++++ Provided entries
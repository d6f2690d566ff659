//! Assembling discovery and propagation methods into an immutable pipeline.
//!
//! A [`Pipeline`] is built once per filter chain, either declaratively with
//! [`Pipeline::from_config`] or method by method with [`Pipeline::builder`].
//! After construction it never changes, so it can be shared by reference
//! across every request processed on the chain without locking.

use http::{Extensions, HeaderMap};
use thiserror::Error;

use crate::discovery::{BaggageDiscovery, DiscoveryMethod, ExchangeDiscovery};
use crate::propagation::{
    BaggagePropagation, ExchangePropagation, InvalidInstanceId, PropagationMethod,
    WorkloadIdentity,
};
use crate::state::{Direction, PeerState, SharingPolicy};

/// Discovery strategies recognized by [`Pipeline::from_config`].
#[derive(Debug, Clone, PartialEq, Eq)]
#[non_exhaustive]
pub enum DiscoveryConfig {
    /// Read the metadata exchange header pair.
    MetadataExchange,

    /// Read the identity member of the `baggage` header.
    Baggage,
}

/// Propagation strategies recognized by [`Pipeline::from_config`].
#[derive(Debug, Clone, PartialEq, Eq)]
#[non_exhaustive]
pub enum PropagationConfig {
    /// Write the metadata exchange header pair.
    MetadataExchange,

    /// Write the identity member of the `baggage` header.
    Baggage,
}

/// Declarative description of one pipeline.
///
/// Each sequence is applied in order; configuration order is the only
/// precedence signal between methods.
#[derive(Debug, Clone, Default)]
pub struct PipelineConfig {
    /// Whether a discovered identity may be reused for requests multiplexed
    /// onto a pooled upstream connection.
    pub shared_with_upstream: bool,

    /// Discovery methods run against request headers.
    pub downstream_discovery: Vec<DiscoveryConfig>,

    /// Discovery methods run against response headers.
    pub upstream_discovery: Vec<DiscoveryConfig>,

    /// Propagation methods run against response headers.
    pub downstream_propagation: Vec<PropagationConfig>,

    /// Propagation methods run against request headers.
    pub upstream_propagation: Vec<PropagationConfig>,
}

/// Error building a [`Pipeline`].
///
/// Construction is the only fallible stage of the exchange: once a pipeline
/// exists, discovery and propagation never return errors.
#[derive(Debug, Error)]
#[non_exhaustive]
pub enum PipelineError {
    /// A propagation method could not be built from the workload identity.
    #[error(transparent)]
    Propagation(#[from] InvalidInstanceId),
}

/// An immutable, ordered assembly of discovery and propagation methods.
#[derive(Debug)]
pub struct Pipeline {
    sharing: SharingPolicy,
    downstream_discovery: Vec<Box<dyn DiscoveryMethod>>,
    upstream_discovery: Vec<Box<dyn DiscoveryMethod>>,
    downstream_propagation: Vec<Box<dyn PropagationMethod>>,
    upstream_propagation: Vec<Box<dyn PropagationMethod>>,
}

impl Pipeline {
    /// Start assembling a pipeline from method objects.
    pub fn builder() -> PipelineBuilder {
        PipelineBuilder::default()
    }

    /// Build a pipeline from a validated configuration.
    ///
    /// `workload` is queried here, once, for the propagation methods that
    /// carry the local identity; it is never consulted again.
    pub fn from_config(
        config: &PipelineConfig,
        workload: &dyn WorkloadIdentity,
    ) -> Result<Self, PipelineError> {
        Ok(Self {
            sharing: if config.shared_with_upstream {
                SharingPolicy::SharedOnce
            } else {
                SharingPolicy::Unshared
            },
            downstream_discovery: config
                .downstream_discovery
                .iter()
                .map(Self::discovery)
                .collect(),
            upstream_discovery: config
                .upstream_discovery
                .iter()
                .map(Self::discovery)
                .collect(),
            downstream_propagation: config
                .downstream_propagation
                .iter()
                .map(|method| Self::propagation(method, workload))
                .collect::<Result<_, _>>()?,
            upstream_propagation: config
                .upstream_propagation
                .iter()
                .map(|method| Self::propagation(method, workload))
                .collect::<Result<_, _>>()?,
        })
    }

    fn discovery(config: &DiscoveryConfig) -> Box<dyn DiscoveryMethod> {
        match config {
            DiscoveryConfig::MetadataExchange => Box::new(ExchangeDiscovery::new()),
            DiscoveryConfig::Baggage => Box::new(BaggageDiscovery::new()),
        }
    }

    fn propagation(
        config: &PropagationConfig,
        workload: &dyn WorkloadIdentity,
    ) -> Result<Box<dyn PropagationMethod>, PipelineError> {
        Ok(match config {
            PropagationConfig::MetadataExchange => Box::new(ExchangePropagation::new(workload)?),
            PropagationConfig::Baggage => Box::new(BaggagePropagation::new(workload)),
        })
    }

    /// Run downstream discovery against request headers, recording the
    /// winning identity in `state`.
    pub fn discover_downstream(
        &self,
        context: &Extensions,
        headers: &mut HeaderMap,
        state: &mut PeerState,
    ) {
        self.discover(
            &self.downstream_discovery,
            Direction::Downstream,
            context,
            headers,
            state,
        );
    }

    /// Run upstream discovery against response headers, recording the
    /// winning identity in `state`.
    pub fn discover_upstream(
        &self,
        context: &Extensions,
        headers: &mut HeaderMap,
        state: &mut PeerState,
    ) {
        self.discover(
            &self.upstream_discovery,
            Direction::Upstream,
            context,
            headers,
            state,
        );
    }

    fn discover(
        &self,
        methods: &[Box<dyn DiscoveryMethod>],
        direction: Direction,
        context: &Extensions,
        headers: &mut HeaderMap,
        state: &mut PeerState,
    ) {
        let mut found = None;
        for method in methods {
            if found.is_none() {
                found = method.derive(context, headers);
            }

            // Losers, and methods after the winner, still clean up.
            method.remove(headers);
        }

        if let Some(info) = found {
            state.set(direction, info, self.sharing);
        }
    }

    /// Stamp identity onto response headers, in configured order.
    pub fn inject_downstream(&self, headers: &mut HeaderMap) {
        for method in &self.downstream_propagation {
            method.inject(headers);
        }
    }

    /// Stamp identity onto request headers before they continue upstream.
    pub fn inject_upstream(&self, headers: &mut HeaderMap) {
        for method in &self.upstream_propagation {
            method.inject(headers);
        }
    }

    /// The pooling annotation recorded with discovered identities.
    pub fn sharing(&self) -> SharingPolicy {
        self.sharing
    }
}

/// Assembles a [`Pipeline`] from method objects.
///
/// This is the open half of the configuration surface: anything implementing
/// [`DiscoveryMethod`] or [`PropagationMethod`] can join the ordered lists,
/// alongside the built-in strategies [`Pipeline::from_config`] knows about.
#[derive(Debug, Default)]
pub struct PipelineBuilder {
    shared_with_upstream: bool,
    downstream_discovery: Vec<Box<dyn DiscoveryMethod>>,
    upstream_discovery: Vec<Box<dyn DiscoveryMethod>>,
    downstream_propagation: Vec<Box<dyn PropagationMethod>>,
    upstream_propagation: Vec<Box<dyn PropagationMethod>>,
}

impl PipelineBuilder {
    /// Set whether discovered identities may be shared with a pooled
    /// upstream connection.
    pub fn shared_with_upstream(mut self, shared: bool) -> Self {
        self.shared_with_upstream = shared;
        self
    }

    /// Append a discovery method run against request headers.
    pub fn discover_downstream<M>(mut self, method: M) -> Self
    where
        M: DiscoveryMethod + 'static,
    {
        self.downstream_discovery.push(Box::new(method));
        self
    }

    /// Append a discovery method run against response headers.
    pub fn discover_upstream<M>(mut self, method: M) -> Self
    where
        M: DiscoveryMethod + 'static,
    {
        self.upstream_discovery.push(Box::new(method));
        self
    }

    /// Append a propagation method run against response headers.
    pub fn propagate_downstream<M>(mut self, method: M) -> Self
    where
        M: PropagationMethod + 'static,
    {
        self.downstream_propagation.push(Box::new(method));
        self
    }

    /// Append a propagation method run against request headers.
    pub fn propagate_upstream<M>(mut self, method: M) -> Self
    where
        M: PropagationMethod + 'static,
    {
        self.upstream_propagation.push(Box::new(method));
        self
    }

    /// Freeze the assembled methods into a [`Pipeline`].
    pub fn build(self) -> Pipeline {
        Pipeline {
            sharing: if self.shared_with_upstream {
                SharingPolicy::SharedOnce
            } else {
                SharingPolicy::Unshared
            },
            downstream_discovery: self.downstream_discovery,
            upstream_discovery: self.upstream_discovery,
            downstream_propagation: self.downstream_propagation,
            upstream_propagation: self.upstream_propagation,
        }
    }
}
++++++++
■ About this exercise ■
Copy the line containing "pub fn propagate_upstream<M>(mut" and every line after it, through the last line of the records. Include nothing else.

■ Written answer ■
    pub fn propagate_upstream<M>(mut self, method: M) -> Self
    where
        M: PropagationMethod + 'static,
    {
        self.upstream_propagation.push(Box::new(method));
        self
    }

    /// Freeze the assembled methods into a [`Pipeline`].
    pub fn build(self) -> Pipeline {
        Pipeline {
            sharing: if self.shared_with_upstream {
                SharingPolicy::SharedOnce
            } else {
                SharingPolicy::Unshared
            },
            downstream_discovery: self.downstream_discovery,
            upstream_discovery: self.upstream_discovery,
            downstream_propagation: self.downstream_propagation,
            upstream_propagation: self.upstream_propagation,
        }
    }
}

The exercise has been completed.